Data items
══════════════════════════════

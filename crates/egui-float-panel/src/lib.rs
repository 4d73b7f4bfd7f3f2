mod drag;
mod errors;
mod geometry;
mod host;
mod input;
mod store;
mod view;

pub use drag::{DragController, DragState, PointerEvent};
pub use errors::PanelError;
pub use geometry::{clamp, Position, DEFAULT_POSITION, FALLBACK_PANEL_SIZE};
pub use host::{
    EguiHost, HeadlessHost, Host, ListenerId, ListenerKind, Listeners, SelectionGuard,
    SelectionHold, Subscription,
};
pub use store::{storage_key, KeyValueStore, MemoryStore, PositionStore, STORAGE_PREFIX};
pub use view::{FloatPanel, FloatPanelOptions};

══════════════════════════════

TASK DIRECTIONS
Each entry above is to be copied out exactly.

RESPONSE TO THIS EXERCISE
filename crates/egui-float-panel/src/lib.rs
repository 4d73b7f4bfd7f3f2
mod drag;
mod errors;
mod geometry;
mod host;
mod input;
mod store;
mod view;

pub use drag::{DragController, DragState, PointerEvent};
pub use errors::PanelError;
pub use geometry::{clamp, Position, DEFAULT_POSITION, FALLBACK_PANEL_SIZE};
pub use host::{
    EguiHost, HeadlessHost, Host, ListenerId, ListenerKind, Listeners, SelectionGuard,
    SelectionHold, Subscription,
};
pub use store::{storage_key, KeyValueStore, MemoryStore, PositionStore, STORAGE_PREFIX};
pub use view::{FloatPanel, FloatPanelOptions};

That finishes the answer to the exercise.